La découverte a marqué un tournant pour la conservation de l'espèce et a souligné l'importance de protéger l'environnement naturel de l'île, qui abrite de nombreuses autres espèces uniques. Un événement qui a également mis en évidence la nécessité d'efforts de conservation accrus à Amami Ōshima, par exemple, tenter d'éradiquer ou de contrôler la population de serpents.
Ainsi, quelques mois plus tard, le Japon met en œuvre un plan. Il introduit environ 30 mangoustes sur l'île dans le but d'éliminer la population de serpents, spécifiquement le habu (Trimeresurus flavoviridis), qui représentait une menace pour les habitants locaux. L'idée, sur le papier, était un plan infaillible : que les mangoustes, qui sont des prédateurs naturels de serpents, réduisent le nombre de habus et améliorent la sécurité sur l'île à tous les niveaux.

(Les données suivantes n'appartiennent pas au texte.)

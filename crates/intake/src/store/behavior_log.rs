//! Append-only behavior log (one JSON object per line).

use std::path::{Path, PathBuf};

use agni_common::{AgniError, IntakePayload};
use serde::{Deserialize, Serialize};
use tokio::io::AsyncWriteExt;
use tokio::sync::Mutex;

/// A logged submission. The nonce is never written.
#[derive(Debug, Clone, PartialEq, Serialize, Deserialize)]
pub struct StoredSubmission {
    #[serde(flatten)]
    pub payload: IntakePayload,

    /// RFC 3339 receive time
    pub timestamp: String,

    /// Training label (0 = human, 1 = bot); set on generated bot records
    #[serde(default, skip_serializing_if = "Option::is_none")]
    pub label: Option<u8>,
}

impl StoredSubmission {
    pub fn new(mut payload: IntakePayload) -> Self {
        payload.nonce = None;
        Self {
            payload,
            timestamp: chrono::Utc::now().to_rfc3339(),
            label: None,
        }
    }
}

/// Serialized appender for the behavior log file
pub struct BehaviorLog {
    path: PathBuf,
    write_lock: Mutex<()>,
}

impl BehaviorLog {
    pub fn new(path: impl Into<PathBuf>) -> Self {
        Self {
            path: path.into(),
            write_lock: Mutex::new(()),
        }
    }

    pub fn path(&self) -> &Path {
        &self.path
    }

    /// Append one submission as a single line
    pub async fn append(&self, record: &StoredSubmission) -> Result<(), AgniError> {
        let mut line = serde_json::to_vec(record)?;
        line.push(b'\n');

        let _guard = self.write_lock.lock().await;

        if let Some(parent) = self.path.parent().filter(|p| !p.as_os_str().is_empty()) {
            tokio::fs::create_dir_all(parent).await.map_err(store_err)?;
        }

        let mut file = tokio::fs::OpenOptions::new()
            .create(true)
            .append(true)
            .open(&self.path)
            .await
            .map_err(store_err)?;
        file.write_all(&line).await.map_err(store_err)?;
        file.flush().await.map_err(store_err)?;

        Ok(())
    }
}

fn store_err(err: std::io::Error) -> AgniError {
    AgniError::Store(err.to_string())
}

/// Read every parseable line of a behavior log.
///
/// Returns the records plus the number of lines that could not be parsed.
pub fn read_log(path: &Path) -> Result<(Vec<StoredSubmission>, usize), AgniError> {
    let raw = std::fs::read_to_string(path).map_err(store_err)?;

    let mut records = Vec::new();
    let mut skipped = 0;
    for (lineno, line) in raw.lines().enumerate() {
        if line.trim().is_empty() {
            continue;
        }
        match serde_json::from_str::<StoredSubmission>(line) {
            Ok(record) => records.push(record),
            Err(e) => {
                tracing::warn!(line = lineno + 1, error = %e, "Skipping unreadable log entry");
                skipped += 1;
            }
        }
    }

    Ok((records, skipped))
}

#[cfg(test)]
mod tests {
    use super::*;
    use agni_common::KeyEvent;

    fn payload(answer: &str) -> IntakePayload {
        IntakePayload {
            prompt: "Books or movies?".to_string(),
            answer: answer.to_string(),
            reaction_time: 3100,
            keystrokes: vec![KeyEvent::new("b", 900)],
            mouse_movements: vec![],
            nonce: Some("secret".to_string()),
        }
    }

    #[tokio::test]
    async fn test_append_and_read_back() {
        let dir = tempfile::tempdir().unwrap();
        let log = BehaviorLog::new(dir.path().join("nested/behavior.jsonl"));

        log.append(&StoredSubmission::new(payload("books"))).await.unwrap();
        log.append(&StoredSubmission::new(payload("movies"))).await.unwrap();

        let raw = std::fs::read_to_string(log.path()).unwrap();
        assert_eq!(raw.lines().count(), 2);
        assert!(!raw.contains("secret"));
        assert!(raw.contains("\"mouseMovements\""));

        let (records, skipped) = read_log(log.path()).unwrap();
        assert_eq!(skipped, 0);
        assert_eq!(records[1].payload.answer, "movies");
        assert!(records[0].payload.nonce.is_none());
        assert!(chrono::DateTime::parse_from_rfc3339(&records[0].timestamp).is_ok());
    }

    #[test]
    fn test_read_skips_garbage_lines() {
        let dir = tempfile::tempdir().unwrap();
        let path = dir.path().join("log.jsonl");
        std::fs::write(
            &path,
            "{\"prompt\":\"p\",\"answer\":\"a\",\"reaction_time\":1,\"timestamp\":\"t\",\"label\":1}\nnot json\n\n",
        )
        .unwrap();

        let (records, skipped) = read_log(&path).unwrap();
        assert_eq!(records.len(), 1);
        assert_eq!(records[0].label, Some(1));
        assert_eq!(skipped, 1);
    }
}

Mais les choses ne se sont pas passées comme prévues. La mangouste n'était pas la créature idéale pour éradiquer les serpents. En premier lieu, parce qu'elles sont actives pendant la journée, par conséquent, elles ne pouvaient pas attraper les serpents habu nocturnes, qui ont continué à habiter sans problème les décennies suivantes. Cela a eu un énorme impact écologique.
Ainsi, pendant la journée, au lieu de se concentrer sur les serpents habu, les mangoustes ont commencé à prédater une large gamme d'espèces natives, y compris plusieurs qui n'avaient pas d'ennemis naturels sur l'île jusqu'alors. Cela a gravement affecté la faune locale, notamment les espèces endémiques et en danger d'extinction, comme le lapin d'Amami.
Des centaines de milliers de mangoustes
La situation a atteint un point tel que les mangoustes, amenées pour éradiquer une peste, sont devenues une peste encore plus grande et dangereuse, atteignant environ 10 000 spécimens à leur apogée vers l'an 2000. Le Japon avait déjà lancé un projet de contrôle des mangoustes en 1993, qui s'est étendu au fil du temps.
Environ 30 000 pièges ont été placés sur l'île pour capturer les animaux et des caméras avec capteurs ont été installées pour les surveiller. De plus, les résidents locaux ont formé ce qu'on appelle les Amami Mongoose Busters, une équipe spécialisée dans la capture des mangoustes. Ils ont aidé à en capturer des milliers.
En 2018, la dernière capture officielle d'une mangouste sur l'île a eu lieu. Cela s'est produit en avril, et comme aucun individu n'a été capturé pendant une longue période depuis, le panel d'experts, chargé de déterminer si l'animal est éradiqué de l'île, a estimé que le taux d'éradication se situait entre 98,8 et 99,8% en février dernier, parvenant à une conclusion préliminaire qu'il est raisonnable de penser que les mangoustes sont éradiquées de l'île dans les circonstances actuelles.
Enfin, le 3 septembre, le ministère de l'Environnement du Japon a déclaré l'éradication des mangoustes non indigènes sur l'île d'Amami-Oshima, déclarée patrimoine naturel mondial par l'UNESCO. La déclaration était basée sur le jugement du groupe d'experts sur des bases scientifiques, compte tenu du fait qu'aucune capture de mangoustes n'a été confirmée depuis plus de six ans depuis la dernière en avril 2018.
Le ministère lui-même n'a pas caché le désastre qu'a constitué la tentative de contrôle des serpents en 1979. Comme l'administration l'a annoncé, il s'agit de l'un des plus grands cas au monde où des mangoustes non indigènes, qui s'étaient établies depuis si longtemps, ont été éradiquées.
Après la déclaration, le ministère a expliqué qu'il retirerait les pièges qui avaient été placés sur l'île, bien qu'il continue de surveiller avec des caméras pour éviter qu'un nouveau groupe de ces petites créatures n'entre à nouveau. Après tout, s'il leur a fallu un demi-siècle pour les retirer, toute méthode de contingence est plus que compréhensible.